#### TASK ITEM:
All lines from the start of the listing below through the line containing "fn config(&self, mode: ImmunogenicityMode)" are to be written out again exactly, and no others.
<<<<
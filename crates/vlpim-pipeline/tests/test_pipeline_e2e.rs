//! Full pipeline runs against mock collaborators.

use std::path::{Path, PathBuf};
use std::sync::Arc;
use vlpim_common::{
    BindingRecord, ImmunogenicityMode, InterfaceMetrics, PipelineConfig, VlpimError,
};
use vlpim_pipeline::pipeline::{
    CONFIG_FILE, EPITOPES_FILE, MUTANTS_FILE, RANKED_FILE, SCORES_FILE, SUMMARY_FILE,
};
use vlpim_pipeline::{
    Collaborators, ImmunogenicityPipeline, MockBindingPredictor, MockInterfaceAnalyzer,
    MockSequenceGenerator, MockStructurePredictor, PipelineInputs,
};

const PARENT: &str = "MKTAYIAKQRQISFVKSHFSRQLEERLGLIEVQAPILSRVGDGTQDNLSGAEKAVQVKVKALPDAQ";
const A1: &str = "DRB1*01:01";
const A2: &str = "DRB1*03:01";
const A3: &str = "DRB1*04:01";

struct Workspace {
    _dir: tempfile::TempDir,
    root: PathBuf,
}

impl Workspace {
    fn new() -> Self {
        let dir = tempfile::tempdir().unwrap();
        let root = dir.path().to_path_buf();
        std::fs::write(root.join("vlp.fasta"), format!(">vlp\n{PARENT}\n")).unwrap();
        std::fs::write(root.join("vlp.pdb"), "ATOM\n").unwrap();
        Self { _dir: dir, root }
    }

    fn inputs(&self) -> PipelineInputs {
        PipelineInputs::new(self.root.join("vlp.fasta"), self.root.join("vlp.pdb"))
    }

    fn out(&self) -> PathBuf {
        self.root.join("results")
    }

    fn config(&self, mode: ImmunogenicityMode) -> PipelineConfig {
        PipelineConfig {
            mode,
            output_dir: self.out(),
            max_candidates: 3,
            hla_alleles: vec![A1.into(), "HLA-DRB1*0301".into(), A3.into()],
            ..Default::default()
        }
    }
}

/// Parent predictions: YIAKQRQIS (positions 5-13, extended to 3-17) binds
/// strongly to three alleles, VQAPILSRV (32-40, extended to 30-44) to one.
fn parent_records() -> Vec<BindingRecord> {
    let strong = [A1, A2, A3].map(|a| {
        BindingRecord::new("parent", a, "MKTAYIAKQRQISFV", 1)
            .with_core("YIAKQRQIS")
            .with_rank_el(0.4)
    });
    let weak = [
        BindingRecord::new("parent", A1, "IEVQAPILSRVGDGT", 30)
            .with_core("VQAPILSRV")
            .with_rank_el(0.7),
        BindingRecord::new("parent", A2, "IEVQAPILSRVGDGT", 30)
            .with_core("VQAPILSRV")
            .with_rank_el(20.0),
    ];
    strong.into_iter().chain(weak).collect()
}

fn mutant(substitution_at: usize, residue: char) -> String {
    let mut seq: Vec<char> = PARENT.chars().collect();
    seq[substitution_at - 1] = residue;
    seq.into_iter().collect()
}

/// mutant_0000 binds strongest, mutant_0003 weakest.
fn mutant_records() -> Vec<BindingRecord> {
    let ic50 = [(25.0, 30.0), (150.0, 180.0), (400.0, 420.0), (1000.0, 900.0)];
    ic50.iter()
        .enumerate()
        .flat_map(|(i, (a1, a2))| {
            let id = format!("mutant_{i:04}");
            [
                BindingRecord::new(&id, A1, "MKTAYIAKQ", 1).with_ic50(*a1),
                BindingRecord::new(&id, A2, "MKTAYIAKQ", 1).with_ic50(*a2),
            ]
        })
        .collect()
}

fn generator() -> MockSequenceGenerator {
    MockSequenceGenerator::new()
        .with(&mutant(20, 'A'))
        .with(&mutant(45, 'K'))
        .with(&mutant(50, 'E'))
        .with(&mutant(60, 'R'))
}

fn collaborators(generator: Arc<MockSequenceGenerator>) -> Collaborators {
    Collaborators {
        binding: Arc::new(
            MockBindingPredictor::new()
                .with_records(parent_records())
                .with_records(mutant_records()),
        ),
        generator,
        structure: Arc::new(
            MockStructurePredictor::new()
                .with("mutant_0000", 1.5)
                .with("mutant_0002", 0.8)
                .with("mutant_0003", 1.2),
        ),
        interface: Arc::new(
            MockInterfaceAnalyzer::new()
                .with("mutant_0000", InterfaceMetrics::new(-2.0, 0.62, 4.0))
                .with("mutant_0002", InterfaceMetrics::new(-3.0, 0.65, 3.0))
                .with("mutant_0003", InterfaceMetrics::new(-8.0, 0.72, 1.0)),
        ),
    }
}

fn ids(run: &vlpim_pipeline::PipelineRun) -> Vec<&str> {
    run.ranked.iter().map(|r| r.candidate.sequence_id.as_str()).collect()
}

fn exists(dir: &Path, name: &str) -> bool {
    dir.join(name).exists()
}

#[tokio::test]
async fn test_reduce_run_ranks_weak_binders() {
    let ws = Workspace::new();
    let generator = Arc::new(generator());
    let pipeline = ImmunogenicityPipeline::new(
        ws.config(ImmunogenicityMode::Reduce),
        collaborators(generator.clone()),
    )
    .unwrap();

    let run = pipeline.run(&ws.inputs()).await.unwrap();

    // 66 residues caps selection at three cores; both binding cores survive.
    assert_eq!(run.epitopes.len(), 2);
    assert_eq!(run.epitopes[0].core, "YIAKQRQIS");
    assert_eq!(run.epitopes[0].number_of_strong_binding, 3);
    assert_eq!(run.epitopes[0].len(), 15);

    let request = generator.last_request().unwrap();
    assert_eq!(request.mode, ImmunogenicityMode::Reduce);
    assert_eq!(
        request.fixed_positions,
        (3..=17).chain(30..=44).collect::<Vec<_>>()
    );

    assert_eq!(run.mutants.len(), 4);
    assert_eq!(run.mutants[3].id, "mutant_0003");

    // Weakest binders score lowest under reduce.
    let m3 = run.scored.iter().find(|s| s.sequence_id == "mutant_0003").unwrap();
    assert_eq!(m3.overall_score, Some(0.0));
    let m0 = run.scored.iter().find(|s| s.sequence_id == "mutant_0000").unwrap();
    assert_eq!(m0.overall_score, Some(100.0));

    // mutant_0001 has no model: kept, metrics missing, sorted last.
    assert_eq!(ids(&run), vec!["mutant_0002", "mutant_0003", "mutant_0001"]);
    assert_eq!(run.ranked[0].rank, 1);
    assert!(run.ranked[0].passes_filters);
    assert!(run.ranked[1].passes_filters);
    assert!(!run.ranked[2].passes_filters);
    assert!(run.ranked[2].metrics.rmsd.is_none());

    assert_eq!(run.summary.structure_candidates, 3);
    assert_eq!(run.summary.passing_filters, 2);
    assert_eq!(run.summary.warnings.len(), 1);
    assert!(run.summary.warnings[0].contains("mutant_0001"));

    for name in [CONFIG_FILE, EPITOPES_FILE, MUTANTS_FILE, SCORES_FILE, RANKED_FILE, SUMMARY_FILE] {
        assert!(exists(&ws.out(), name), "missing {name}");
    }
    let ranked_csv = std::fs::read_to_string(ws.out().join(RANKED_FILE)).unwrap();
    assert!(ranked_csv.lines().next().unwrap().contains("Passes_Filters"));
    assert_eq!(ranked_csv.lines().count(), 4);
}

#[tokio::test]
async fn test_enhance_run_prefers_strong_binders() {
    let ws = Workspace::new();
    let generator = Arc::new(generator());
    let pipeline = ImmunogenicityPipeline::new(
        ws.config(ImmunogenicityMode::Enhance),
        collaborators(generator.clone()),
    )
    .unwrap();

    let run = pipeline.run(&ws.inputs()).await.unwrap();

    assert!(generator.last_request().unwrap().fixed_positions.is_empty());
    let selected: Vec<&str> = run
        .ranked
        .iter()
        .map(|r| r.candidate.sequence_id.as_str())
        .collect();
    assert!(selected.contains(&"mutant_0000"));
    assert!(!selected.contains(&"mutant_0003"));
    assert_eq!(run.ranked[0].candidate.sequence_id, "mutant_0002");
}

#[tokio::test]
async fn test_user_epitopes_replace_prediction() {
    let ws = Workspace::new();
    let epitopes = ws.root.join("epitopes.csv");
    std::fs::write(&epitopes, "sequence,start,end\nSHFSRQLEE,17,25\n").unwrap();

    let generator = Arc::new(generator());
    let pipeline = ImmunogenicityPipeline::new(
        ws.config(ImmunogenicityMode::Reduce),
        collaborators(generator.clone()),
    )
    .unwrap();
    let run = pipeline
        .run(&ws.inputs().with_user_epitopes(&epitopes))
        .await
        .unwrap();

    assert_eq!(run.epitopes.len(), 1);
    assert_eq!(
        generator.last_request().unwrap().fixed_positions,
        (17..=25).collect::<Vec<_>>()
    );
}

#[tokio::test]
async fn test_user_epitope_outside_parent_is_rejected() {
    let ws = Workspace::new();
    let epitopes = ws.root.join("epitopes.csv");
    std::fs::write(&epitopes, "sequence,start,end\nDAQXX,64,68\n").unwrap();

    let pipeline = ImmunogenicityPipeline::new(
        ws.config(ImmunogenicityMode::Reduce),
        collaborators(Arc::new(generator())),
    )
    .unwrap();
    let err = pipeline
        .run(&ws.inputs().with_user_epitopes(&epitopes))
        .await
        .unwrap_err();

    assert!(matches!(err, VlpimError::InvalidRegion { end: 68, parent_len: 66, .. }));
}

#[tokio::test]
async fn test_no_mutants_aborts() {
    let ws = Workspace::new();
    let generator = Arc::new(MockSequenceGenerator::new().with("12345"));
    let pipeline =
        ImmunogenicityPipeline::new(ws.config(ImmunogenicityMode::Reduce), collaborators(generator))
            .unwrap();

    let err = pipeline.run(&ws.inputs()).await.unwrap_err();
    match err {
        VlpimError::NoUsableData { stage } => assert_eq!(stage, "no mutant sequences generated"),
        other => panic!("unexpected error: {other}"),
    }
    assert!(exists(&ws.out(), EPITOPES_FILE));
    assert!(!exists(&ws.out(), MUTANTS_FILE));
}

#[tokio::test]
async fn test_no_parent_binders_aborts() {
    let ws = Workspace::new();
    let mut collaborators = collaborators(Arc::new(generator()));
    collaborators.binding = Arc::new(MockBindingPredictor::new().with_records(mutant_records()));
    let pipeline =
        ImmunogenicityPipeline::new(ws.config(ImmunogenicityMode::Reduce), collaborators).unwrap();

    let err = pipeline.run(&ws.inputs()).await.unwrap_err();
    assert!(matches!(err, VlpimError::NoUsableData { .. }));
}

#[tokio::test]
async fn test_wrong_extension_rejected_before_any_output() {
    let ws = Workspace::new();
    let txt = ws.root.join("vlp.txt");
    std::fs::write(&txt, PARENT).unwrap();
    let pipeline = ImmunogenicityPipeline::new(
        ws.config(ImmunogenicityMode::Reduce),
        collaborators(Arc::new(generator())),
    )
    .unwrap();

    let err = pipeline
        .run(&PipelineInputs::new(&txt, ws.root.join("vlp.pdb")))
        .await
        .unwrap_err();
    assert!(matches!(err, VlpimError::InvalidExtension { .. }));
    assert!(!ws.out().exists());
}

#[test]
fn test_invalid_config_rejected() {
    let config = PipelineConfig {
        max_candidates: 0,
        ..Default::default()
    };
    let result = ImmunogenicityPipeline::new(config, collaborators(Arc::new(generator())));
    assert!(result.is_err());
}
>>>>
#### SOLUTION:
filename crates/vlpim-pipeline/tests/test_pipeline_e2e.rs
//! Full pipeline runs against mock collaborators.

use std::path::{Path, PathBuf};
use std::sync::Arc;
use vlpim_common::{
    BindingRecord, ImmunogenicityMode, InterfaceMetrics, PipelineConfig, VlpimError,
};
use vlpim_pipeline::pipeline::{
    CONFIG_FILE, EPITOPES_FILE, MUTANTS_FILE, RANKED_FILE, SCORES_FILE, SUMMARY_FILE,
};
use vlpim_pipeline::{
    Collaborators, ImmunogenicityPipeline, MockBindingPredictor, MockInterfaceAnalyzer,
    MockSequenceGenerator, MockStructurePredictor, PipelineInputs,
};

const PARENT: &str = "MKTAYIAKQRQISFVKSHFSRQLEERLGLIEVQAPILSRVGDGTQDNLSGAEKAVQVKVKALPDAQ";
const A1: &str = "DRB1*01:01";
const A2: &str = "DRB1*03:01";
const A3: &str = "DRB1*04:01";

struct Workspace {
    _dir: tempfile::TempDir,
    root: PathBuf,
}

impl Workspace {
    fn new() -> Self {
        let dir = tempfile::tempdir().unwrap();
        let root = dir.path().to_path_buf();
        std::fs::write(root.join("vlp.fasta"), format!(">vlp\n{PARENT}\n")).unwrap();
        std::fs::write(root.join("vlp.pdb"), "ATOM\n").unwrap();
        Self { _dir: dir, root }
    }

    fn inputs(&self) -> PipelineInputs {
        PipelineInputs::new(self.root.join("vlp.fasta"), self.root.join("vlp.pdb"))
    }

    fn out(&self) -> PathBuf {
        self.root.join("results")
    }

    fn config(&self, mode: ImmunogenicityMode) -> PipelineConfig {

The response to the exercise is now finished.